My new book is not a dog-training book. Instead, it explains why learning the right way to conduct yourself with your dog enables you to enjoy each other’s company and share more of your life with your pet. As a socially aware pet owner, this definitive guide can be used as a finishing school primer for your dog.

Please note that I will make sure the first copies of my upcoming book are autographed and sent to the badly behaved dog owners in the article including its writer, Ms. La Ferla.

Miss Fido Manners a.k.a. Charlotte Reed

Thursday, December 07, 2006

Give me some Good Karma

My publicist, Amanda, recently sent me a note about this cool pet site. So if you love Frenchies-like my friend, Michael Campbell, owner of Doggie Styles in Beverly Hills- or are just a social conscious dog owner, check out Their Good Karma leashes and collars and tees are just really cool. Think I'll be ordering one today.

To Parody or Piss on

A Las Vegas company called Haute Diggity Dog markets pet toys and trinkets, parodying famous brands in the process. Among the line of products at Haute Diggity is “Sniffany & Co., Chewnel #5” and “Jimmy Chew.” Now a judge has ruled that the company can also keep producing Chewy Vuiton dog beds and chew toys, despite a complaint by Louis Vuitton Malletier, also known as LVM. In his ruling, the judge—apparently a dog lover, or at least someone with a good sense of humor—noted, “This dog of a case gave the court a great amount of facts to chew upon and applicable law to sniff out. Nonetheless, having thoroughly gnawed through the record, this Court finds that no material dispute of the fact remains…” Looks like LVM was barking up the wrong tree!

Dog Biscuits For College

Mahaopac, New York resident, Cathy B. wrote to me to let me know that her 13 year old son makes his own homemade dog biscuits. The cookies are made with whole wheat flour, oats, wheat germ, eggs, milk and other natural ingredients. He has sold at fairs as well as at local pet stores. Her son, Chris, is working towards earning his college education. Just a word of advice Cathy: In your sales and marketing approach, let people know that dogs love Chris's cookies.

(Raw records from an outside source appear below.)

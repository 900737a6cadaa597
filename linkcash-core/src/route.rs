//! Link classifier.
//!
//! Turns the current navigation target into a flow kind plus the opaque
//! identifier that goes with it. Pure parsing: no I/O, and malformed input
//! yields `None` so the caller can render an empty state.
//!
//! Two families of routes are understood:
//!
//! - entry routes, which start a flow (`/link/{id}`, `/one-time/{id}`,
//!   `/group-payment/{id}`, `/bill/payment/{qrCode}`);
//! - success routes, which the flow navigates to after checkout and which
//!   carry the correlation ids the confirmation lookup needs.

use compact_str::CompactString;
use url::Url;

use crate::kind::PaymentFlowKind;

/// Opaque link token taken from the entry path (or QR code for shops).
#[derive(Debug, Clone, PartialEq, Eq, Hash)]
pub struct LinkIdentifier(CompactString);

impl LinkIdentifier {
    /// Wrap a raw token. Returns `None` for blank input.
    pub fn new(raw: &str) -> Option<Self> {
        let trimmed = raw.trim();
        (!trimmed.is_empty()).then(|| Self(CompactString::from(trimmed)))
    }

    pub fn as_str(&self) -> &str {
        &self.0
    }
}

impl std::fmt::Display for LinkIdentifier {
    fn fmt(&self, f: &mut std::fmt::Formatter<'_>) -> std::fmt::Result {
        f.write_str(&self.0)
    }
}

/// PIN a cashier hands out to locate a bill inside a shop.
#[derive(Debug, Clone, PartialEq, Eq, Hash)]
pub struct BillPin(CompactString);

impl BillPin {
    pub fn as_str(&self) -> &str {
        &self.0
    }
}

impl std::fmt::Display for BillPin {
    fn fmt(&self, f: &mut std::fmt::Formatter<'_>) -> std::fmt::Result {
        f.write_str(&self.0)
    }
}

#[derive(Debug, Clone, PartialEq, Eq)]
pub struct LinkTarget {
    pub kind: PaymentFlowKind,
    pub identifier: LinkIdentifier,
}

/// Where the flow navigates once checkout reports success.
#[derive(Debug, Clone, PartialEq, Eq)]
pub enum SuccessRoute {
    Regular {
        link_id: LinkIdentifier,
        payment_intent_id: Option<String>,
    },
    OneTime {
        link_id: LinkIdentifier,
    },
    Group {
        group_payment_id: Option<i64>,
        member_payment_id: Option<i64>,
    },
    Shop {
        bill_id: Option<i64>,
    },
}

impl SuccessRoute {
    pub fn kind(&self) -> PaymentFlowKind {
        match self {
            SuccessRoute::Regular { .. } => PaymentFlowKind::Regular,
            SuccessRoute::OneTime { .. } => PaymentFlowKind::OneTime,
            SuccessRoute::Group { .. } => PaymentFlowKind::Group,
            SuccessRoute::Shop { .. } => PaymentFlowKind::Shop,
        }
    }

    /// Render the navigation target.
    pub fn to_path(&self) -> String {
        match self {
            SuccessRoute::Regular {
                link_id,
                payment_intent_id,
            } => {
                let mut path = format!("/regular-success/{}", urlencoding::encode(link_id.as_str()));
                if let Some(pi) = payment_intent_id {
                    path.push_str("?paymentIntentId=");
                    path.push_str(&urlencoding::encode(pi));
                }
                path
            }
            SuccessRoute::OneTime { link_id } => {
                format!("/one-time-success/{}", urlencoding::encode(link_id.as_str()))
            }
            SuccessRoute::Group {
                group_payment_id,
                member_payment_id,
            } => {
                let mut query = Vec::new();
                if let Some(g) = group_payment_id {
                    query.push(format!("groupPaymentId={g}"));
                }
                if let Some(m) = member_payment_id {
                    query.push(format!("memberPaymentId={m}"));
                }
                if query.is_empty() {
                    "/group-success".to_string()
                } else {
                    format!("/group-success?{}", query.join("&"))
                }
            }
            SuccessRoute::Shop { bill_id } => match bill_id {
                Some(b) => format!("/shop-success?billId={b}"),
                None => "/shop-success".to_string(),
            },
        }
    }
}

/// Classify an entry route.
pub fn classify(target: &str) -> Option<LinkTarget> {
    let url = parse_target(target)?;
    let segments = decoded_segments(&url);
    let segments: Vec<&str> = segments.iter().map(String::as_str).collect();

    let (kind, raw) = match segments.as_slice() {
        ["link", id] => (PaymentFlowKind::Regular, *id),
        ["one-time", id] => (PaymentFlowKind::OneTime, *id),
        ["group-payment", id] => (PaymentFlowKind::Group, *id),
        ["bill", "payment", qr] => (PaymentFlowKind::Shop, *qr),
        _ => return None,
    };

    Some(LinkTarget {
        kind,
        identifier: LinkIdentifier::new(raw)?,
    })
}

/// Classify a user-entered bill PIN. Only ASCII digits are accepted.
pub fn classify_pin(input: &str) -> Option<BillPin> {
    let pin = input.trim();
    if pin.is_empty() || !pin.bytes().all(|b| b.is_ascii_digit()) {
        return None;
    }
    Some(BillPin(CompactString::from(pin)))
}

/// Classify a post-checkout success route.
///
/// Missing query parameters are kept as `None` rather than rejecting the
/// route, so the caller can tell the payer which identifier is absent.
pub fn classify_success(target: &str) -> Option<SuccessRoute> {
    let url = parse_target(target)?;
    let segments = decoded_segments(&url);
    let segments: Vec<&str> = segments.iter().map(String::as_str).collect();
    let query = |name: &str| {
        url.query_pairs()
            .find(|(k, _)| k == name)
            .map(|(_, v)| v.trim().to_string())
            .filter(|v| !v.is_empty())
    };
    let numeric = |name: &str| query(name).and_then(|v| v.parse::<i64>().ok());

    match segments.as_slice() {
        ["regular-success", id] => Some(SuccessRoute::Regular {
            link_id: LinkIdentifier::new(id)?,
            payment_intent_id: query("paymentIntentId"),
        }),
        ["one-time-success", id] => Some(SuccessRoute::OneTime {
            link_id: LinkIdentifier::new(id)?,
        }),
        ["group-success"] => Some(SuccessRoute::Group {
            group_payment_id: numeric("groupPaymentId"),
            member_payment_id: numeric("memberPaymentId"),
        }),
        ["shop-success"] => Some(SuccessRoute::Shop {
            bill_id: numeric("billId"),
        }),
        _ => None,
    }
}

fn parse_target(target: &str) -> Option<Url> {
    let target = target.trim();
    if target.is_empty() {
        return None;
    }
    if target.starts_with("http://") || target.starts_with("https://") {
        return Url::parse(target).ok();
    }
    let base = Url::parse("http://entry.invalid/").ok()?;
    base.join(target).ok()
}

fn decoded_segments(url: &Url) -> Vec<String> {
    url.path_segments()
        .map(|segments| {
            segments
                .filter(|s| !s.is_empty())
                .map(|s| {
                    urlencoding::decode(s)
                        .map(|d| d.into_owned())
                        .unwrap_or_else(|_| s.to_string())
                })
                .collect()
        })
        .unwrap_or_default()
}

Wednesday, December 06, 2006

Holiday Pet Tips and other boring press releases

So, this week, I got a lot of press releases and most of them were boring. BORING. And very Boring. Puppy Hugger sent out a press release that was way, way, way too much language and not enough important content. Okay, so they launched a new website. BFD. What else have they done for pets and the industry lately? Next, Midnight Pass joined the APPMA. I like Brad W. He'd cool. He is like the mad professor of the pet industy always distributing kick-ass stuff for the industry and talking a mile a minute when he gets excited about his new products. High snaps for Brad W. The release listed his Company's accomplishments. Okay. At least, it was substantial listing. And lastly, I got a press release today about holiday pet tips.. What the Fuk. I got a Cancer Treatment Hospital in New York City talking about tips that the average Joe newscaster can write about and report on the news. Get some new pr people. This stuff is important but has seriously been posted everywhere for the last 5 years ago. I will say that of all the tips they provided I did like one that I want to share with you.....especially if you are a bread baker. So if you are baking bread or rolls and not those lame ass crescents like in the tv commercials, take heed from NYC Veterinary Specialists and their most unique tip.

"Bread Dough/Yeast -- Dogs may sneak some bread dough meant for holiday treats. In the process of rising, the dough expands in the stomach and the yeast produces ethanol. This can lead to severe problems including alcohol poisoning, stomach distension and potential torsion."

Oh, yeh and the on another note...the hospital is located across from Alvin Ailey Dance Theatre.

Yahoo Shopping Has New Pet Blogger

Yahoo! Shopping has a new pet blogger for the holidays, and it's me. This holiday season, I recommend buying your dog, cat and/or bird pet toys. Toys are great because they are fun for your pets but they can also provide hours of mental and physical stimulation.